Simplification is underrated as a method of improvement. While all of us have improved by learning new things to add into our games, we must be careful about becoming stuck in the mentality of just adding. Cutting the extraneous often causes surprising leaps in improvement. What is more, nearly every tennis player makes unnecessary motions (including some professionals!), so it is in fact likely that you could improve through simplification.
Links
First, by borrowing a bit from engineering, it may be useful to make clear how much simplification can help you. Imagine that every tennis stroke is like a machine made up of a number of moving parts.

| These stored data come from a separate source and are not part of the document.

impl ZfsPoolPlugin {
    pub fn new(runner: Arc<dyn CommandRunner>) -> Self {
        ZfsPoolPlugin { runner }
    }

    fn pool<'a>(&self, scfg: &'a StorageConfig) -> Result<&'a str> {
        scfg.pool
            .as_deref()
            .ok_or_else(|| SiloError::Config(format!("storage '{}' has no pool", scfg.storage)))
    }

    async fn zfs(&self, args: &[&str], timeout: Duration) -> Result<CommandOutput> {
        self.runner
            .run(CommandSpec::new(args.iter().copied()).timeout(timeout))
            .await
    }

    async fn zfs_checked(&self, args: &[&str], timeout: Duration) -> Result<CommandOutput> {
        self.runner
            .run_checked(CommandSpec::new(args.iter().copied()).timeout(timeout))
            .await
    }

    /// Wait for the zvol device node to appear.
    async fn udev_settle(&self, pool: &str, name: &str) -> Result<()> {
        self.zfs_checked(
            &["udevadm", "trigger", "--subsystem-match", "block"],
            DEFAULT_TIMEOUT,
        )
        .await?;
        let exit_if = format!("--exit-if-exists=/dev/zvol/{pool}/{name}");
        self.zfs_checked(
            &["udevadm", "settle", "--timeout", "10", &exit_if],
            UDEV_TIMEOUT,
        )
        .await?;
        Ok(())
    }

    async fn dataset_exists(&self, dataset: &str) -> Result<bool> {
        let out = self
            .zfs(&["zfs", "list", "-H", dataset], DEFAULT_TIMEOUT)
            .await?;
        Ok(out.success())
    }

    /// Smallest unused `…-<vmid>-disk-N` dataset name within the pool. Only
    /// the storage lock held by the caller prevents races.
    async fn find_free_diskname(
        &self,
        pool: &str,
        vmid: u32,
        format: ImageFormat,
    ) -> Result<String> {
        let out = self
            .zfs_checked(
                &[
                    "zfs",
                    "list",
                    "-o",
                    "name",
                    "-t",
                    "volume,filesystem",
                    "-Hr",
                    pool,
                ],
                LIST_TIMEOUT,
            )
            .await?;
        let mut used = Vec::new();
        for line in out.stdout.lines() {
            let Some(rest) = line.trim().strip_prefix(&format!("{pool}/")) else {
                continue;
            };
            let leaf = rest.rsplit('/').next().unwrap_or(rest);
            if let Some(n) = volname::disk_index(leaf, vmid) {
                used.push(n);
            }
        }
        let n = volname::find_free_disk_index(&used).ok_or_else(|| {
            SiloError::Storage(format!("unable to allocate an image name for VM {vmid}"))
        })?;
        let prefix = if format == ImageFormat::Subvol {
            "subvol"
        } else {
            "vm"
        };
        Ok(format!("{prefix}-{vmid}-disk-{n}"))
    }
}
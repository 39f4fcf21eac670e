//! iSCSI backend: configuration surface only.
//!
//! Exposes LUNs of a remote target; volumes are never allocated or freed
//! here, and an LVM storage may sit on top of one of these LUNs via its
//! `base` option.

use crate::registry::{OptionDescriptor, OptionKind};
use crate::section::StorageConfig;
use crate::{ContentModes, StoragePlugin};
use async_trait::async_trait;
use silo_core::{ContentType, ImageFormat, ParsedVolname, Result, SiloError, VolumePath};

const CONTENT_ALLOWED: &[ContentType] = &[ContentType::Images, ContentType::None];
const CONTENT_DEFAULT: &[ContentType] = &[ContentType::None];

const OPTIONS: &[OptionDescriptor] = &[
    OptionDescriptor::fixed("portal", OptionKind::Text),
    OptionDescriptor::fixed("target", OptionKind::Text),
    OptionDescriptor::optional("shared", OptionKind::Bool),
    OptionDescriptor::optional("content", OptionKind::Content),
    OptionDescriptor::optional("nodes", OptionKind::Nodes),
    OptionDescriptor::optional("disable", OptionKind::Bool),
];

pub struct IscsiPlugin;

impl IscsiPlugin {
    pub fn new() -> Self {
        IscsiPlugin
    }
}

impl Default for IscsiPlugin {
    fn default() -> Self {
        IscsiPlugin::new()
    }
}

#[async_trait]
impl StoragePlugin for IscsiPlugin {
    fn type_name(&self) -> &'static str {
        "iscsi"
    }

    fn content_modes(&self) -> ContentModes {
        ContentModes {
            allowed: CONTENT_ALLOWED,
            default: CONTENT_DEFAULT,
        }
    }

    fn options(&self) -> &'static [OptionDescriptor] {
        OPTIONS
    }

    /// Remote targets are reachable from every node.
    fn shared_by_default(&self) -> bool {
        true
    }

    fn parse_volname(&self, volname: &str) -> Result<ParsedVolname> {
        if volname.is_empty() || volname.contains('/') {
            return Err(SiloError::InvalidVolname(volname.to_string()));
        }
        Ok(ParsedVolname {
            vtype: ContentType::Images,
            name: volname.to_string(),
            vmid: None,
            basename: None,
            base_vmid: None,
            is_base: false,
            format: Some(ImageFormat::Raw),
        })
    }

    async fn path(
        &self,
        scfg: &StorageConfig,
        volname: &str,
        snap: Option<&str>,
    ) -> Result<VolumePath> {
        if snap.is_some() {
            return Err(SiloError::not_supported("path with snapshot", "iscsi"));
        }
        let parsed = self.parse_volname(volname)?;
        let portal = scfg
            .portal
            .as_deref()
            .ok_or_else(|| SiloError::Config(format!("storage '{}' has no portal", scfg.storage)))?;
        let target = scfg
            .target
            .as_deref()
            .ok_or_else(|| SiloError::Config(format!("storage '{}' has no target", scfg.storage)))?;
        Ok(VolumePath {
            path: format!("iscsi://{portal}/{target}/{volname}"),
            vmid: None,
            vtype: parsed.vtype,
        })
    }
}
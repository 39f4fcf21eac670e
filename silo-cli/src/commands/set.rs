use crate::commands::{Context, StorageOptions};
use crate::output::print_success;
use silo_core::Result;

pub async fn execute(
    storage: String,
    digest: Option<String>,
    options: StorageOptions,
    ctx: Context,
) -> Result<()> {
    let params = options.into_params()?;

    // Without an explicit digest, guard against concurrent edits with the
    // digest of the configuration as it stands now.
    let digest = match digest {
        Some(digest) => digest,
        None => ctx.api.read(&storage).await?.1,
    };

    let new_digest = ctx.api.update(&storage, &params, Some(&digest)).await?;
    print_success(&format!("Storage '{storage}' updated (digest {new_digest})"));
    Ok(())
}
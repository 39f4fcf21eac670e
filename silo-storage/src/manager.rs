//! Storage façade: resolves `storeid:volname` identifiers to a driver and
//! its configuration, enforces disable/node gating, and dispatches every
//! volume operation with the storage activated first.

use crate::registry::PluginRegistry;
use crate::section::{self, StorageConfig, StorageEntries};
use crate::{ConfigStore, StoragePlugin};
use silo_core::{
    parse_volume_id, ImageFormat, Result, SiloError, StorageLocker, StorageStatus, VolumeEntry,
    VolumeFeature, VolumePath,
};
use std::sync::Arc;
use std::time::Duration;
use tracing::{debug, warn};

/// Allocation (and anything else that picks a free name) is serialized per
/// storage; this is the only collision protection.
const VOLUME_LOCK_TIMEOUT: Duration = Duration::from_secs(60);

pub struct StorageManager {
    registry: Arc<PluginRegistry>,
    store: Arc<dyn ConfigStore>,
    locker: Arc<StorageLocker>,
    /// Name of the node we run on; entries restricted to other nodes are not
    /// usable here.
    node: Option<String>,
}

impl StorageManager {
    pub fn new(
        registry: Arc<PluginRegistry>,
        store: Arc<dyn ConfigStore>,
        locker: Arc<StorageLocker>,
        node: Option<String>,
    ) -> Self {
        StorageManager {
            registry,
            store,
            locker,
            node,
        }
    }

    async fn load(&self) -> Result<StorageEntries> {
        let raw = self.store.read().await?;
        section::parse_config(&self.registry, &raw)
    }

    /// Look up a usable storage. With `noerr`, a disabled or unavailable
    /// storage yields `None` instead of an error.
    pub async fn resolve_opt(
        &self,
        storeid: &str,
        noerr: bool,
    ) -> Result<Option<(Arc<dyn StoragePlugin>, StorageConfig)>> {
        let cfg = self.load().await?;
        let Some(scfg) = cfg.entries.get(storeid) else {
            if noerr {
                return Ok(None);
            }
            return Err(SiloError::NoSuchStorage(storeid.to_string()));
        };
        if scfg.disable {
            if noerr {
                return Ok(None);
            }
            return Err(SiloError::StorageDisabled(storeid.to_string()));
        }
        if let Some(node) = &self.node {
            if !scfg.available_on(node) {
                if noerr {
                    return Ok(None);
                }
                return Err(SiloError::NodeRestricted {
                    storage: storeid.to_string(),
                    node: node.clone(),
                });
            }
        }
        let plugin = self.registry.lookup(&scfg.ty)?;
        Ok(Some((plugin, scfg.clone())))
    }

    pub async fn resolve(&self, storeid: &str) -> Result<(Arc<dyn StoragePlugin>, StorageConfig)> {
        match self.resolve_opt(storeid, false).await? {
            Some(resolved) => Ok(resolved),
            None => Err(SiloError::NoSuchStorage(storeid.to_string())),
        }
    }

    async fn activated(&self, storeid: &str) -> Result<(Arc<dyn StoragePlugin>, StorageConfig)> {
        let (plugin, scfg) = self.resolve(storeid).await?;
        plugin
            .activate_storage(&scfg)
            .await
            .map_err(|e| e.in_storage(storeid))?;
        Ok((plugin, scfg))
    }

    /// The image format used when the caller does not pick one.
    pub fn default_format(plugin: &dyn StoragePlugin, scfg: &StorageConfig) -> ImageFormat {
        scfg.format
            .or_else(|| plugin.format_modes().map(|modes| modes.default))
            .unwrap_or(ImageFormat::Raw)
    }

    pub async fn volume_path(&self, volid: &str, snap: Option<&str>) -> Result<VolumePath> {
        let (storeid, volname) = parse_volume_id(volid)?;
        let (plugin, scfg) = self.resolve(storeid).await?;
        plugin
            .path(&scfg, volname, snap)
            .await
            .map_err(|e| e.in_storage(storeid))
    }

    /// Allocate an image and return its fully qualified volume id.
    pub async fn alloc_image(
        &self,
        storeid: &str,
        vmid: u32,
        format: Option<ImageFormat>,
        name: Option<&str>,
        size_kb: u64,
    ) -> Result<String> {
        let (plugin, scfg) = self.activated(storeid).await?;
        let format = format.unwrap_or_else(|| Self::default_format(plugin.as_ref(), &scfg));
        debug!(storage = %storeid, vmid, %format, size_kb, "allocating image");

        let _lock = self
            .locker
            .lock(storeid, scfg.shared, VOLUME_LOCK_TIMEOUT)
            .await?;
        let volname = plugin
            .alloc_image(&scfg, vmid, format, name, size_kb)
            .await
            .map_err(|e| e.in_storage(storeid))?;
        Ok(format!("{storeid}:{volname}"))
    }

    pub async fn free_image(&self, volid: &str) -> Result<()> {
        let (storeid, volname) = parse_volume_id(volid)?;
        let (plugin, scfg) = self.activated(storeid).await?;
        let parsed = plugin.parse_volname(volname)?;

        let _lock = self
            .locker
            .lock(storeid, scfg.shared, VOLUME_LOCK_TIMEOUT)
            .await?;
        plugin
            .free_image(&scfg, volname, parsed.is_base)
            .await
            .map_err(|e| e.in_storage(storeid))
    }

    pub async fn list_images(
        &self,
        storeid: &str,
        vmid: Option<u32>,
    ) -> Result<Vec<VolumeEntry>> {
        let (plugin, scfg) = self.activated(storeid).await?;
        plugin
            .list_images(&scfg, vmid, None)
            .await
            .map_err(|e| e.in_storage(storeid))
    }

    /// Image volumes across every usable storage, optionally restricted to
    /// one owner.
    pub async fn vdisk_list(&self, vmid: Option<u32>) -> Result<Vec<VolumeEntry>> {
        let cfg = self.load().await?;
        let mut result = Vec::new();
        for storeid in cfg.entries.keys() {
            let Some((plugin, scfg)) = self.resolve_opt(storeid, true).await? else {
                continue;
            };
            if !scfg.content.contains(&silo_core::ContentType::Images) {
                continue;
            }
            plugin
                .activate_storage(&scfg)
                .await
                .map_err(|e| e.in_storage(storeid))?;
            let mut entries = plugin
                .list_images(&scfg, vmid, None)
                .await
                .map_err(|e| e.in_storage(storeid))?;
            result.append(&mut entries);
        }
        Ok(result)
    }

    pub async fn status(&self, storeid: &str) -> Result<StorageStatus> {
        let (plugin, scfg) = self.resolve(storeid).await?;
        if let Err(e) = plugin.activate_storage(&scfg).await {
            warn!(storage = %storeid, error = %e, "activation failed, reporting inactive");
            return Ok(StorageStatus::inactive());
        }
        plugin.status(&scfg).await.map_err(|e| e.in_storage(storeid))
    }

    /// Status of every storage visible on this node.
    pub async fn status_all(&self) -> Result<Vec<(String, StorageConfig, StorageStatus)>> {
        let cfg = self.load().await?;
        let mut result = Vec::new();
        for (storeid, scfg) in &cfg.entries {
            if let Some(node) = &self.node {
                if !scfg.available_on(node) {
                    continue;
                }
            }
            let status = if scfg.disable {
                StorageStatus::inactive()
            } else {
                match self.status(storeid).await {
                    Ok(status) => status,
                    Err(e) => {
                        warn!(storage = %storeid, error = %e, "status failed");
                        StorageStatus::inactive()
                    }
                }
            };
            result.push((storeid.clone(), scfg.clone(), status));
        }
        Ok(result)
    }

    pub async fn create_base(&self, volid: &str) -> Result<String> {
        let (storeid, volname) = parse_volume_id(volid)?;
        let (plugin, scfg) = self.activated(storeid).await?;
        let _lock = self
            .locker
            .lock(storeid, scfg.shared, VOLUME_LOCK_TIMEOUT)
            .await?;
        let newname = plugin
            .create_base(&scfg, volname)
            .await
            .map_err(|e| e.in_storage(storeid))?;
        Ok(format!("{storeid}:{newname}"))
    }

    pub async fn clone_image(
        &self,
        volid: &str,
        vmid: u32,
        snap: Option<&str>,
    ) -> Result<String> {
        let (storeid, volname) = parse_volume_id(volid)?;
        let (plugin, scfg) = self.activated(storeid).await?;
        let _lock = self
            .locker
            .lock(storeid, scfg.shared, VOLUME_LOCK_TIMEOUT)
            .await?;
        let newname = plugin
            .clone_image(&scfg, volname, vmid, snap)
            .await
            .map_err(|e| e.in_storage(storeid))?;
        Ok(format!("{storeid}:{newname}"))
    }

    pub async fn volume_resize(&self, volid: &str, size: u64) -> Result<u64> {
        let (storeid, volname) = parse_volume_id(volid)?;
        let (plugin, scfg) = self.activated(storeid).await?;
        plugin
            .volume_resize(&scfg, volname, size)
            .await
            .map_err(|e| e.in_storage(storeid))
    }

    pub async fn volume_snapshot(&self, volid: &str, snap: &str) -> Result<()> {
        let (storeid, volname) = parse_volume_id(volid)?;
        let (plugin, scfg) = self.activated(storeid).await?;
        plugin
            .volume_snapshot(&scfg, volname, snap)
            .await
            .map_err(|e| e.in_storage(storeid))
    }

    pub async fn volume_snapshot_delete(&self, volid: &str, snap: &str) -> Result<()> {
        let (storeid, volname) = parse_volume_id(volid)?;
        let (plugin, scfg) = self.activated(storeid).await?;
        plugin
            .volume_snapshot_delete(&scfg, volname, snap)
            .await
            .map_err(|e| e.in_storage(storeid))
    }

    pub async fn volume_snapshot_rollback(&self, volid: &str, snap: &str) -> Result<()> {
        let (storeid, volname) = parse_volume_id(volid)?;
        let (plugin, scfg) = self.activated(storeid).await?;
        plugin
            .volume_snapshot_rollback(&scfg, volname, snap)
            .await
            .map_err(|e| e.in_storage(storeid))
    }

    pub async fn volume_rollback_is_possible(&self, volid: &str, snap: &str) -> Result<bool> {
        let (storeid, volname) = parse_volume_id(volid)?;
        let (plugin, scfg) = self.resolve(storeid).await?;
        plugin
            .volume_rollback_is_possible(&scfg, volname, snap)
            .await
            .map_err(|e| e.in_storage(storeid))
    }

    pub async fn volume_size_info(&self, volid: &str) -> Result<(u64, Option<u64>)> {
        let (storeid, volname) = parse_volume_id(volid)?;
        let (plugin, scfg) = self.activated(storeid).await?;
        plugin
            .volume_size_info(&scfg, volname)
            .await
            .map_err(|e| e.in_storage(storeid))
    }

    pub async fn volume_has_feature(
        &self,
        feature: VolumeFeature,
        volid: &str,
        snap: Option<&str>,
    ) -> Result<bool> {
        let (storeid, volname) = parse_volume_id(volid)?;
        let (plugin, scfg) = self.resolve(storeid).await?;
        plugin
            .volume_has_feature(&scfg, feature, volname, snap)
            .map_err(|e| e.in_storage(storeid))
    }
}
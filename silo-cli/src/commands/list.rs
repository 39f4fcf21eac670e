use crate::commands::Context;
use crate::output::{format_bytes, OutputFormatter};
use serde::Serialize;
use silo_core::Result;
use tabled::Tabled;

#[derive(Serialize, Tabled)]
struct VolumeRow {
    volid: String,
    format: String,
    size: String,
    vmid: String,
}

pub async fn execute(storage: String, vmid: Option<u32>, ctx: Context) -> Result<()> {
    let entries = ctx.manager.list_images(&storage, vmid).await?;
    let rows: Vec<VolumeRow> = entries
        .into_iter()
        .map(|entry| VolumeRow {
            volid: entry.volid,
            format: entry.format.to_string(),
            size: format_bytes(entry.size),
            vmid: entry
                .vmid
                .map(|vmid| vmid.to_string())
                .unwrap_or_else(|| "-".to_string()),
        })
        .collect();

    println!("{}", ctx.format.format_table(rows));
    Ok(())
}
use super::scripted_registry;
use silo_core::{ContentType, SiloError};
use std::collections::BTreeMap;

fn params(pairs: &[(&str, &str)]) -> BTreeMap<String, String> {
    pairs
        .iter()
        .map(|(k, v)| (k.to_string(), v.to_string()))
        .collect()
}

#[test]
fn create_schema_shape() {
    let (registry, _) = scripted_registry();
    let schema = registry.create_schema();

    assert_eq!(schema["additionalProperties"], false);
    assert_eq!(schema["required"][0], "storage");
    assert_eq!(schema["required"][1], "type");
    let types: Vec<&str> = schema["properties"]["type"]["enum"]
        .as_array()
        .unwrap()
        .iter()
        .map(|v| v.as_str().unwrap())
        .collect();
    assert_eq!(types, vec!["dir", "iscsi", "lvm", "zfspool"]);

    assert_eq!(schema["properties"]["path"]["fixed"], true);
    assert_eq!(schema["properties"]["pool"]["fixed"], true);
    assert_eq!(schema["properties"]["disable"]["type"], "boolean");
    assert_eq!(schema["properties"]["maxfiles"]["type"], "integer");
}

#[test]
fn update_schema_excludes_fixed_options() {
    let (registry, _) = scripted_registry();
    let schema = registry.update_schema();

    assert!(schema["properties"]["path"].is_null());
    assert!(schema["properties"]["pool"].is_null());
    assert!(schema["properties"]["digest"].is_object());
    assert!(schema["properties"]["content"].is_object());
}

#[test]
fn check_config_validates_and_fills_defaults() {
    let (registry, _) = scripted_registry();

    let scfg = registry
        .check_config("d1", &params(&[("type", "dir"), ("path", "/srv/x")]), true, true)
        .unwrap();
    assert_eq!(scfg.ty, "dir");
    // Default content applied.
    assert_eq!(scfg.content.len(), 1);
    assert!(scfg.content.contains(&ContentType::Images));
    assert!(!scfg.shared);

    // Networked types are implicitly shared.
    let scfg = registry
        .check_config(
            "i1",
            &params(&[("type", "iscsi"), ("portal", "10.0.0.1"), ("target", "iqn.x")]),
            true,
            true,
        )
        .unwrap();
    assert!(scfg.shared);
    assert!(scfg.content.contains(&ContentType::None));
}

#[test]
fn check_config_rejects_bad_input() {
    let (registry, _) = scripted_registry();

    // Unknown type.
    assert!(matches!(
        registry.check_config("x1", &params(&[("type", "floppy")]), true, true),
        Err(SiloError::UnknownStorageType(_))
    ));

    // Missing fixed option.
    assert!(registry
        .check_config("d1", &params(&[("type", "dir")]), true, true)
        .is_err());

    // Unknown key in strict mode.
    assert!(registry
        .check_config(
            "d1",
            &params(&[("type", "dir"), ("path", "/x"), ("bogus", "1")]),
            true,
            true,
        )
        .is_err());

    // Content not allowed for the type.
    assert!(registry
        .check_config(
            "z1",
            &params(&[("type", "zfspool"), ("pool", "tank"), ("content", "iso")]),
            true,
            true,
        )
        .is_err());

    // 'none' cannot be combined.
    assert!(registry
        .check_config(
            "d1",
            &params(&[("type", "dir"), ("path", "/x"), ("content", "none,images")]),
            true,
            true,
        )
        .is_err());

    // Format must come from the type's allowed set.
    assert!(registry
        .check_config(
            "d1",
            &params(&[("type", "dir"), ("path", "/x"), ("format", "subvol")]),
            true,
            true,
        )
        .is_err());

    // Bad storage id.
    assert!(registry
        .check_config("X", &params(&[("type", "dir"), ("path", "/x")]), true, true)
        .is_err());
}

#[test]
fn check_update_merges_key_wise() {
    let (registry, _) = scripted_registry();
    let mut scfg = registry
        .check_config(
            "d1",
            &params(&[("type", "dir"), ("path", "/srv/x"), ("content", "images,iso")]),
            true,
            true,
        )
        .unwrap();

    registry
        .check_update(&mut scfg, &params(&[("content", "images"), ("disable", "1")]))
        .unwrap();
    assert_eq!(scfg.content.len(), 1);
    assert!(scfg.disable);
    // Untouched keys keep their values.
    assert_eq!(scfg.path.as_deref().unwrap().to_str(), Some("/srv/x"));

    // Fixed options cannot be updated.
    let err = registry
        .check_update(&mut scfg, &params(&[("path", "/srv/y")]))
        .unwrap_err();
    assert!(matches!(err, SiloError::InvalidOption { .. }));

    // The type is never updatable.
    assert!(registry
        .check_update(&mut scfg, &params(&[("type", "zfspool")]))
        .is_err());
}
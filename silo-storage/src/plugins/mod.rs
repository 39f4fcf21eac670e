//! Built-in storage backends.

mod dir;
mod iscsi;
mod lvm;
mod zfs;

pub use dir::DirPlugin;
pub use iscsi::IscsiPlugin;
pub use lvm::LvmPlugin;
pub use zfs::ZfsPoolPlugin;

Also imagine that if one of the working parts of the machine fails, the machine fails as a whole in its task for that use.
Let us say that the stroke we are considering has 4 moving parts and each part has a success rate of 95% per use. Offhand, this machine might sound fairly reliable. If we examine the reliability more closely, however, remember the machine as a whole relies on each of the parts for its successful use. What would you suppose, then, that the failure rate of the machine is per use? If you think that it is just 5% (or one in 20 uses), the failure rate of each part, you are underestimating considerably. In fact the failure rate for the machine as a whole is almost 20% of uses, or failure in almost 1 in 5 uses.
This failure rate may seem strangely high given that each of the parts operates without flaw 95% of the time. The success rate is due to the fact that the parts are linked so that the rates are multiplied by each other.
Success rate = .95 x .95 x .95 x .95 = .81, or 81%
Failure rate = 1 – success rate = 1 - .81 = .19, or 19%
Click photo: Venus William’s forehand is made up of a set of linked motions. Her motions are generally well coordinated and successful, but any one of the links in the motion could go wrong. Her forehand is the stroke most likely to get off track, and when it does, it is most often due to extra motion at her shoulder joint.
Improvement
While many people recognize the truth of the statement that simpler machines break down less, few people give attention to the idea of simplifying their tennis strokes. To simplify a machine means to reduce or eliminate some aspect of the machine. Believe it or not, both reduction and elimination are likely options for almost every player at every level.
From a purely mathematical perspective, to reduce the number of parts from 4 to 2 would mean a significant improvement in the success rate. With only 2 parts, the success rate is 95% times 95%, which equals about 90%.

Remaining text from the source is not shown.